Emocionante y emocional, así es Mónica Lavín

13 marzo 2018

"Presenta su libro ‘Cuando te hablen de amor’ en el cuarto día de la fiesta literaria"

Dantiela Mendoza / Héctor Guardado

La planeación de una boda es el detonante para una serie de historias que se desarrollan paralelas, que se unen, que se rozan y que contribuyen a que cada personaje de la historia viva cambios significativos en la novela “Cuando te hablen de amor”, de Mónica Lavín, que fue presentado por Guillermina García y Fanny Orrantia en el cuarto día de la FeliUAS.

Guillermina García, directora editorial de Noroeste, mencionó que el libro es emocional porque va despertando sentimientos básicos como la nostalgia, la duda, la incertidumbre, la duda, la melancolía, pero también la libertad, el amor en todas sus acepciones desde el amor fraternal, de pareja, el perdido, el recuperado, aceptado, la amistad, la alegría y la familia. Por eso también es emocionante.

Por su parte Fanny Orrantia mencionó que es un libro que habla de dos mujeres, una joven llena de ilusiones y una madura fría y calculadora, “Maya” y “Eugenia”, sus historias son paralelas hasta que las situaciones las unen.

“Cuando escuchas la frase de la canción de José Alfredo Jiménez ‘Cuando te hablen de amor’ te dan ganas de completar la frase, propone una continuación y así mismo la novela propone desatar una conversación entre el autor y el lector. Los escritores realizamos nuestro trabajo en mucha soledad y necesitamos la otra orilla, que es la lectura de los lectores, porque le da sentido al mundo de palabras”, mencionó Mónica Lavín.

“Esta es la primera novela que escribo que se ubica en la Ciudad de México, en los barrios de sur, que es donde he vivido, además del inevitable centro de la ciudad. Me fascina la idea de las tiendas de vestidos de novia, ningún ritual es vanal, una boda es un pacto de pareja con todo lo importante que puede ser eso”.

Otro detonante de la escritura de esta novela fue que los amigos de las hijas y de los hijos de las amigas de Mónica Lavín se estaban casando y el tema estaba presente constantemente en la cotidianidad.

“También me motivo a escribir esta novela las conversaciones con mis hijas sobre el matrimonio. Una de ellas me decía que no creía en la pareja, porque muchos a su alrededor estaban divorciados. Otra de mis hijas tenía la ilusión de hacer una boda inolvidable. Este contraste me llevó a querer saber qué estaba pasando con el concepto de amor y de matrimonio en las últimas tres generaciones”, dijo.

“Me puse a hacer la novela para entender a ‘Maya’, que es la generación que tiene alrededor de 20 años. En cambio la abuela de ‘Maya’ nunca se cuestionó su proyecto de vida porque todo le fue impuesto desde fuera.
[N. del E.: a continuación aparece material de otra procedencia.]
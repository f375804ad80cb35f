//! Positional access to an SCM/SCA byte source.
//!
//! Sections in both formats reference each other by absolute file offset
//! rather than stream order, so every read is random-access: seek to an
//! offset, read a bounded range. A [`Source`] wraps one memory-mapped or
//! buffered file (or an in-memory buffer), lives for the duration of a
//! single decode call, and is released by drop on every exit path.

use std::fs::File;
use std::io::{Read, Seek, SeekFrom};
use std::path::Path;

use memmap2::Mmap;
use parking_lot::RwLock;

use crate::util::{Error, Result};

/// Read-only byte source with positional (seek + read) access.
pub struct Source {
    inner: SourceInner,
    size: u64,
}

enum SourceInner {
    /// Memory-mapped file (preferred)
    Mmap(Mmap),
    /// Buffered file access (fallback)
    File(RwLock<File>),
    /// Owned in-memory buffer
    Bytes(Vec<u8>),
}

impl Source {
    /// Open a file for reading with memory mapping.
    pub fn open(path: impl AsRef<Path>) -> Result<Self> {
        Self::open_opts(path, true)
    }

    /// Open a file with optional memory mapping.
    pub fn open_opts(path: impl AsRef<Path>, use_mmap: bool) -> Result<Self> {
        let path = path.as_ref();
        if path.is_dir() {
            return Err(Error::SourceNotFound(path.to_path_buf()));
        }
        let file = File::open(path).map_err(|e| {
            if e.kind() == std::io::ErrorKind::NotFound {
                Error::SourceNotFound(path.to_path_buf())
            } else {
                Error::Io(e)
            }
        })?;

        let size = file.metadata()?.len();

        let inner = if use_mmap && size > 0 {
            // Safety: the file is opened read-only
            let mmap =
                unsafe { Mmap::map(&file) }.map_err(|e| Error::MmapFailed(e.to_string()))?;
            SourceInner::Mmap(mmap)
        } else {
            SourceInner::File(RwLock::new(file))
        };

        Ok(Self { inner, size })
    }

    /// Wrap an in-memory buffer.
    pub fn from_bytes(bytes: impl Into<Vec<u8>>) -> Self {
        let bytes = bytes.into();
        let size = bytes.len() as u64;
        Self {
            inner: SourceInner::Bytes(bytes),
            size,
        }
    }

    /// Total size of the source in bytes.
    #[inline]
    pub fn size(&self) -> u64 {
        self.size
    }

    /// Check that `len` bytes at `pos` fall inside the source.
    ///
    /// Decoders call this before sizing allocations from header counts, so
    /// an absurd declared count fails instead of exhausting memory.
    pub fn check_range(&self, pos: u64, len: u64) -> Result<()> {
        match pos.checked_add(len) {
            Some(end) if end <= self.size => Ok(()),
            _ => Err(Error::truncated(pos, len, self.size.saturating_sub(pos))),
        }
    }

    /// Read `len` bytes at `pos`.
    ///
    /// The range is validated before the output buffer is allocated, so a
    /// header field declaring an absurd count fails here instead of
    /// exhausting memory.
    pub fn read_bytes(&self, pos: u64, len: usize) -> Result<Vec<u8>> {
        self.check_range(pos, len as u64)?;
        let mut buf = vec![0u8; len];
        self.read_into(pos, &mut buf)?;
        Ok(buf)
    }

    /// Read bytes at `pos` into an existing buffer.
    pub fn read_into(&self, pos: u64, buf: &mut [u8]) -> Result<()> {
        self.check_range(pos, buf.len() as u64)?;

        match &self.inner {
            SourceInner::Mmap(mmap) => {
                buf.copy_from_slice(&mmap[pos as usize..pos as usize + buf.len()]);
                Ok(())
            }
            SourceInner::File(file) => {
                let mut f = file.write();
                f.seek(SeekFrom::Start(pos))?;
                f.read_exact(buf)?;
                Ok(())
            }
            SourceInner::Bytes(bytes) => {
                buf.copy_from_slice(&bytes[pos as usize..pos as usize + buf.len()]);
                Ok(())
            }
        }
    }

    /// Read a little-endian u32 at `pos`.
    pub fn read_u32(&self, pos: u64) -> Result<u32> {
        let mut buf = [0u8; 4];
        self.read_into(pos, &mut buf)?;
        Ok(u32::from_le_bytes(buf))
    }

    /// Read a little-endian i32 at `pos`.
    pub fn read_i32(&self, pos: u64) -> Result<i32> {
        let mut buf = [0u8; 4];
        self.read_into(pos, &mut buf)?;
        Ok(i32::from_le_bytes(buf))
    }

    /// Read a little-endian u16 at `pos`.
    pub fn read_u16(&self, pos: u64) -> Result<u16> {
        let mut buf = [0u8; 2];
        self.read_into(pos, &mut buf)?;
        Ok(u16::from_le_bytes(buf))
    }

    /// Read a little-endian f32 at `pos`.
    pub fn read_f32(&self, pos: u64) -> Result<f32> {
        let mut buf = [0u8; 4];
        self.read_into(pos, &mut buf)?;
        Ok(f32::from_le_bytes(buf))
    }

    /// Read a NUL-terminated ASCII string starting at `pos`.
    ///
    /// Fails with a truncated-input error if no terminator is found before
    /// end of data, and with an encoding error on any non-ASCII byte.
    pub fn read_cstring(&self, pos: u64) -> Result<String> {
        let mut s = String::new();
        let mut offset = pos;
        loop {
            if offset >= self.size {
                return Err(Error::TruncatedInput(format!(
                    "unterminated string starting at offset {pos}"
                )));
            }
            let mut byte = [0u8; 1];
            self.read_into(offset, &mut byte)?;
            let byte = byte[0];
            if byte == 0 {
                return Ok(s);
            }
            if !byte.is_ascii() {
                return Err(Error::Encoding { offset, byte });
            }
            s.push(byte as char);
            offset += 1;
        }
    }
}
use std::path::{Path, PathBuf};
use std::sync::{Mutex, MutexGuard, PoisonError};

use semver::Version;
use tokio_util::sync::CancellationToken;

use crate::config::UpdaterConfig;
use crate::downloader::{verify_hash, Downloader};
use crate::error::{Result, UpdaterError};
use crate::manifest::{ManifestTrust, Release};
use crate::resolver::{GithubReleaseResolver, ReleaseSource};
use crate::state::{UpdateState, UpdateStatus};
use crate::version::{is_newer, parse_version};

/// Drives update checks and downloads and keeps the state the UI polls.
///
/// Every transition happens under one lock, so a stray concurrent call is
/// rejected with [`UpdaterError::InvalidState`] instead of interleaving.
pub struct UpdateClient<S> {
    source: S,
    downloader: Downloader,
    config: UpdaterConfig,
    current_version: Version,
    inner: Mutex<Inner>,
}

struct Inner {
    state: UpdateState,
    release: Option<Release>,
}

impl Inner {
    fn fail(&mut self, err: UpdaterError) -> UpdaterError {
        tracing::warn!("update failed: {err}");
        self.state.status = UpdateStatus::Error;
        self.state.error = Some(err.to_string());
        err
    }

    /// Drop the resolved release and everything the snapshot derived from it.
    fn forget_release(&mut self) {
        self.release = None;
        let state = &mut self.state;
        state.latest_version = None;
        state.release_notes = None;
        state.release_notes_url = None;
        state.platform_available = false;
        state.trust = None;
        state.progress = None;
        state.downloaded_path = None;
        state.verified = false;
    }
}

/// Marks a `Checking`/`Downloading` state as owned by one call.
///
/// If the call's future is dropped before it calls [`InFlight::complete`],
/// the state moves to `Error` so later calls are not locked out.
struct InFlight<'a> {
    inner: &'a Mutex<Inner>,
    status: UpdateStatus,
    armed: bool,
}

impl InFlight<'_> {
    fn complete(mut self) {
        self.armed = false;
    }
}

impl Drop for InFlight<'_> {
    fn drop(&mut self) {
        if !self.armed {
            return;
        }
        let mut inner = self.inner.lock().unwrap_or_else(PoisonError::into_inner);
        if inner.state.status != self.status {
            return;
        }
        tracing::info!("{} abandoned by its caller", self.status);
        if self.status == UpdateStatus::Checking {
            inner.forget_release();
        }
        inner.fail(UpdaterError::Cancelled);
    }
}

/// What is known about a downloaded artefact's integrity.
#[derive(Debug, Clone, PartialEq, Eq)]
pub enum ArtifactVerification {
    /// The SHA-256 digest matched the manifest.
    Verified { sha256: String },
    /// The manifest carried no hash, so nothing was checked.
    Unverified,
}

impl ArtifactVerification {
    pub fn is_verified(&self) -> bool {
        matches!(self, ArtifactVerification::Verified { .. })
    }
}

/// An artefact that finished downloading.
#[derive(Debug, Clone)]
pub struct DownloadedArtifact {
    pub path: PathBuf,
    pub version: String,
    pub platform_key: String,
    pub verification: ArtifactVerification,
}

/// Everything needed to fetch the selected artefact, captured at the
/// `Available -> Downloading` transition.
struct DownloadPlan {
    url: String,
    file_name: Option<String>,
    size: u64,
    sha256: Option<String>,
    version: String,
    platform_key: String,
}

impl UpdateClient<GithubReleaseResolver> {
    /// Client that resolves releases through the configured GitHub API.
    pub fn from_config(config: UpdaterConfig) -> Result<Self> {
        let http = config.http_client()?;
        let source = GithubReleaseResolver::builder()
            .api_base_url(config.api_base_url.clone())
            .client(http.clone())
            .build();
        Self::new(source, Downloader::new(http), config)
    }
}

impl<S> UpdateClient<S>
where
    S: ReleaseSource,
{
    /// Create a client in the `Idle` state.
    pub fn new(source: S, downloader: Downloader, config: UpdaterConfig) -> Result<Self> {
        let current_version = parse_version(&config.current_version)?;
        let mut state = UpdateState::new(current_version.to_string());
        state.platform_key = config.resolved_platform_key();

        Ok(Self {
            source,
            downloader,
            config,
            current_version,
            inner: Mutex::new(Inner {
                state,
                release: None,
            }),
        })
    }

    fn lock(&self) -> MutexGuard<'_, Inner> {
        self.inner.lock().unwrap_or_else(PoisonError::into_inner)
    }

    /// Snapshot of the current state. Never touches the network.
    pub fn get_update_state(&self) -> UpdateState {
        self.lock().state.clone()
    }

    /// The release found by the last successful check.
    pub fn latest_release(&self) -> Option<Release> {
        self.lock().release.clone()
    }

    /// Version of the running build.
    pub fn current_version(&self) -> &Version {
        &self.current_version
    }

    /// Ask the release host for the latest release and compare versions.
    pub async fn check(&self) -> Result<UpdateState> {
        let in_flight = self.transition(UpdateStatus::Checking, "check for updates")?;

        let owner = &self.config.owner;
        let repo = &self.config.repo;
        tracing::info!("checking {owner}/{repo} for updates (running {})", self.current_version);

        let outcome = match self.source.fetch_latest_release(owner, repo).await {
            Ok(release) => release
                .info()
                .parsed_version()
                .map(|version| (release, version)),
            Err(err) => Err(err),
        };
        in_flight.complete();

        let mut inner = self.lock();
        let (release, latest) = match outcome {
            Ok(found) => found,
            Err(err) => {
                inner.forget_release();
                return Err(inner.fail(err));
            }
        };

        let info = release.info();
        let newer = is_newer(&latest, &self.current_version);
        let platform_available = inner
            .state
            .platform_key
            .as_deref()
            .is_some_and(|key| info.platform(key).is_some());

        let state = &mut inner.state;
        state.status = if newer {
            UpdateStatus::Available
        } else {
            UpdateStatus::UpToDate
        };
        state.latest_version = Some(info.version.clone());
        state.error = None;
        state.release_notes = Some(info.release_notes.clone());
        state.release_notes_url = Some(info.release_notes_url.clone());
        state.platform_available = platform_available;
        state.trust = Some(release.trust());
        state.progress = None;
        state.downloaded_path = None;
        state.verified = false;

        if newer {
            tracing::info!(
                "update {} available (platform artefact {})",
                info.version,
                if platform_available { "present" } else { "missing" }
            );
        } else {
            tracing::info!("already up to date (latest release {})", info.version);
        }

        inner.release = Some(release);
        Ok(inner.state.clone())
    }

    /// Download the selected artefact into the configured download directory,
    /// named after the last segment of its URL.
    pub async fn download(&self, cancel: &CancellationToken) -> Result<DownloadedArtifact> {
        let (plan, in_flight) = self.begin_download()?;
        let Some(file_name) = plan.file_name.clone() else {
            in_flight.complete();
            let err = UpdaterError::Other(format!("cannot derive a file name from {}", plan.url));
            return Err(self.lock().fail(err));
        };
        let dest = self.config.download_dir.join(file_name);
        self.run_download(cancel, plan, in_flight, &dest).await
    }

    /// Download the selected artefact to `dest` and verify it when the
    /// manifest carries a hash.
    ///
    /// Requires the `Available` state with an artefact for this platform;
    /// otherwise the state is left untouched and an error is returned.
    /// Dropping the returned future mid-transfer leaves the state in `Error`.
    pub async fn download_to(
        &self,
        cancel: &CancellationToken,
        dest: &Path,
    ) -> Result<DownloadedArtifact> {
        let (plan, in_flight) = self.begin_download()?;
        self.run_download(cancel, plan, in_flight, dest).await
    }

    fn begin_download(&self) -> Result<(DownloadPlan, InFlight<'_>)> {
        let mut inner = self.lock();
        let plan = match Self::plan(&inner) {
            Ok(plan) => plan,
            Err(err @ UpdaterError::InvalidState { .. })
            | Err(err @ UpdaterError::PlatformUnavailable(_)) => return Err(err),
            Err(err) => return Err(inner.fail(err)),
        };

        let state = &mut inner.state;
        state.status = UpdateStatus::Downloading;
        state.progress = None;
        state.downloaded_path = None;
        state.verified = false;
        Ok((plan, self.in_flight(UpdateStatus::Downloading)))
    }

    async fn run_download(
        &self,
        cancel: &CancellationToken,
        plan: DownloadPlan,
        in_flight: InFlight<'_>,
        dest: &Path,
    ) -> Result<DownloadedArtifact> {
        tracing::info!("downloading {} for {}", plan.version, plan.platform_key);
        let result = self.fetch_and_verify(cancel, &plan, dest).await;
        in_flight.complete();

        let mut inner = self.lock();
        match result {
            Ok(verification) => {
                let state = &mut inner.state;
                state.status = UpdateStatus::Downloaded;
                state.error = None;
                state.downloaded_path = Some(dest.to_path_buf());
                state.verified = verification.is_verified();
                tracing::info!(
                    "downloaded {} to {} ({})",
                    plan.version,
                    dest.display(),
                    if state.verified { "verified" } else { "unverified" }
                );
                Ok(DownloadedArtifact {
                    path: dest.to_path_buf(),
                    version: plan.version,
                    platform_key: plan.platform_key,
                    verification,
                })
            }
            Err(err) => Err(inner.fail(err)),
        }
    }

    fn transition(&self, to: UpdateStatus, attempted: &'static str) -> Result<InFlight<'_>> {
        let mut inner = self.lock();
        let current = inner.state.status;
        if current.is_busy() {
            return Err(UpdaterError::InvalidState { current, attempted });
        }
        inner.state.status = to;
        Ok(self.in_flight(to))
    }

    fn in_flight(&self, status: UpdateStatus) -> InFlight<'_> {
        InFlight {
            inner: &self.inner,
            status,
            armed: true,
        }
    }

    fn plan(inner: &Inner) -> Result<DownloadPlan> {
        let current = inner.state.status;
        let release = match (&inner.release, current) {
            (Some(release), UpdateStatus::Available) => release,
            _ => {
                return Err(UpdaterError::InvalidState {
                    current,
                    attempted: "download an update",
                })
            }
        };

        let platform_key = inner
            .state
            .platform_key
            .clone()
            .ok_or_else(|| UpdaterError::PlatformUnavailable("unknown host platform".into()))?;
        let info = release.info();
        let platform = info
            .platform(&platform_key)
            .ok_or_else(|| UpdaterError::PlatformUnavailable(platform_key.clone()))?;

        let sha256 = match release.trust() {
            ManifestTrust::Trusted => Some(
                platform
                    .sha256_digest()?
                    .ok_or_else(|| UpdaterError::MissingSignature(platform_key.clone()))?
                    .to_string(),
            ),
            ManifestTrust::BestEffort => None,
        };

        Ok(DownloadPlan {
            url: platform.url.clone(),
            file_name: platform.file_name().map(str::to_string),
            size: platform.size,
            sha256,
            version: info.version.clone(),
            platform_key,
        })
    }

    async fn fetch_and_verify(
        &self,
        cancel: &CancellationToken,
        plan: &DownloadPlan,
        dest: &Path,
    ) -> Result<ArtifactVerification> {
        if let Some(parent) = dest.parent().filter(|p| !p.as_os_str().is_empty()) {
            tokio::fs::create_dir_all(parent)
                .await
                .map_err(|err| UpdaterError::fs(parent, err))?;
        }

        let written = self
            .downloader
            .download(cancel, &plan.url, dest, |progress| {
                self.lock().state.progress = Some(progress);
            })
            .await?;

        let Some(expected) = plan.sha256.clone() else {
            tracing::warn!(
                "{} comes from a best-effort manifest; hash verification skipped",
                dest.display()
            );
            return Ok(ArtifactVerification::Unverified);
        };

        if plan.size > 0 && written != plan.size {
            discard(dest).await;
            return Err(UpdaterError::SizeMismatch {
                expected: plan.size,
                actual: written,
            });
        }

        let path = dest.to_path_buf();
        let digest = expected.clone();
        let checked = tokio::task::spawn_blocking(move || verify_hash(&path, &digest))
            .await
            .map_err(|err| UpdaterError::Other(format!("hash verification task failed: {err}")))?;
        if let Err(err) = checked {
            if matches!(err, UpdaterError::HashMismatch { .. }) {
                tracing::warn!("removing {}: {err}", dest.display());
                discard(dest).await;
            }
            return Err(err);
        }

        Ok(ArtifactVerification::Verified { sha256: expected })
    }
}

async fn discard(path: &Path) {
    if let Err(err) = tokio::fs::remove_file(path).await {
        tracing::warn!("failed to remove rejected download {}: {err}", path.display());
    }
}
Me pregunté si vale la pena el amor a pesar de su imperfección, lo que precipita lo que ocurrirá en esta novela tiene que ver con un secreto”.

Historias que se trenzan

“Yo quise una novela en la que se tejieran tres historias como una trenza. Los personajes no saben qué papel juegan en la trenza. Tardé tres años en hacerla, escribir novelas es descubrir, porque uno mismo quiere saber y profundizar en las razones de cada personaje, es fascinante hacer personajes malos porque son más complejos y tienes que descubrir de dónde viene esa maldad. La complejidad de los personajes puede ser un elemento para darle ritmo a lo que escribes”, comentó.

 

 

Mazatlán está presente en la novela

El vecino de uno de los personajes de la novela “Cuando te hablen de amor” es mazatleco.

“El motivo es que tengo una amiga de Mazatlán, la conocí cuando estaba estudiando en la UAM, y tengo otra amiga que nos invitaba a desayunar cada vez que le llevaban un cargamento de tamales de camarón, lo importante es que tus personajes sean creíbles, y para lograrlo tomas cosas de las personas con las que te has relacionado”.
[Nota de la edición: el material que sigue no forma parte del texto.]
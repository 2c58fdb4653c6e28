use std::collections::BTreeMap;

use chrono::{DateTime, Utc};
use serde::{Deserialize, Serialize};

use crate::error::{Result, UpdaterError};

/// Signature prefix of the only digest algorithm produced by the publisher.
pub const SHA256_PREFIX: &str = "sha256:";

/// File name of the manifest asset attached to a release.
pub const MANIFEST_FILE_NAME: &str = "update.json";

/// Release manifest (`update.json`) describing one release and its artefacts.
#[derive(Debug, Clone, Serialize, Deserialize, PartialEq, Eq)]
pub struct Info {
    /// Semantic version string without a leading `v`.
    pub version: String,
    /// Publication timestamp.
    #[serde(rename = "releaseDate", default)]
    pub release_date: DateTime<Utc>,
    /// Free-form release notes.
    #[serde(rename = "releaseNotes", default)]
    pub release_notes: String,
    /// Link to the human-readable release page.
    #[serde(rename = "releaseNotesURL", default)]
    pub release_notes_url: String,
    /// Artefacts keyed by platform key (`darwin-arm64`, `windows-amd64`, ...).
    #[serde(default)]
    pub platforms: BTreeMap<String, Platform>,
}

impl Info {
    /// Artefact entry for `key`, if the release ships one.
    pub fn platform(&self, key: &str) -> Option<&Platform> {
        self.platforms.get(key)
    }

    /// Parse the semantic version contained in the manifest.
    pub fn parsed_version(&self) -> Result<semver::Version> {
        crate::version::parse_version(&self.version)
    }
}

/// Downloadable artefact for a single platform.
#[derive(Debug, Clone, Serialize, Deserialize, PartialEq, Eq, Default)]
pub struct Platform {
    /// Absolute download URL.
    pub url: String,
    /// Content hash formatted as `<algorithm>:<hex-digest>`; empty when unknown.
    #[serde(default)]
    pub signature: String,
    /// Expected size (in bytes) of the artefact.
    #[serde(default)]
    pub size: u64,
}

impl Platform {
    /// Build an entry carrying a SHA-256 content hash.
    pub fn with_sha256(url: impl Into<String>, hex_digest: &str, size: u64) -> Self {
        Self {
            url: url.into(),
            signature: format!("{SHA256_PREFIX}{hex_digest}"),
            size,
        }
    }

    /// The hex SHA-256 digest from the signature, or `None` when it is empty.
    pub fn sha256_digest(&self) -> Result<Option<&str>> {
        if self.signature.is_empty() {
            return Ok(None);
        }
        self.signature
            .strip_prefix(SHA256_PREFIX)
            .filter(|digest| !digest.is_empty())
            .map(Some)
            .ok_or_else(|| UpdaterError::UnsupportedSignature(self.signature.clone()))
    }

    /// Last path segment of the download URL, used as the local file name.
    pub fn file_name(&self) -> Option<&str> {
        let path = self.url.split(['?', '#']).next().unwrap_or_default();
        path.rsplit('/').next().filter(|name| !name.is_empty())
    }
}

/// How much a resolved manifest can be trusted.
#[derive(Debug, Clone, Copy, PartialEq, Eq, Serialize, Deserialize)]
#[serde(rename_all = "camelCase")]
pub enum ManifestTrust {
    /// Published `update.json` with per-platform hashes.
    Trusted,
    /// Synthesised from release metadata; no hashes.
    BestEffort,
}

/// A resolved release manifest, tagged with where it came from.
#[derive(Debug, Clone, PartialEq, Eq)]
pub enum Release {
    /// Decoded verbatim from the release's `update.json` asset.
    Trusted(Info),
    /// Derived from the release metadata and asset names.
    BestEffort(Info),
}

impl Release {
    pub fn info(&self) -> &Info {
        match self {
            Release::Trusted(info) | Release::BestEffort(info) => info,
        }
    }

    pub fn into_info(self) -> Info {
        match self {
            Release::Trusted(info) | Release::BestEffort(info) => info,
        }
    }

    pub fn trust(&self) -> ManifestTrust {
        match self {
            Release::Trusted(_) => ManifestTrust::Trusted,
            Release::BestEffort(_) => ManifestTrust::BestEffort,
        }
    }

    pub fn is_trusted(&self) -> bool {
        matches!(self, Release::Trusted(_))
    }
}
Reveló que es bióloga de formación, pero siempre tomó talleres de creación literaria. Recuerda cuando le tocó atender a un grupo de periodistas.

“Cuando estaba hablando con los periodistas me di cuenta que me parecía más a ellos porque son curiosos y siempre están preguntando y eso se parece mucho a lo que hace un escritor. Les dije que a mí me gustaba escribir, que qué me aconsejaban, uno de ellos me preguntó: ¿De qué te vas a arrepentir cuando tengas 40 años. Fue clarísimo, ese día di el salto al vacío, dejé la biología y empecé a ser escritora”.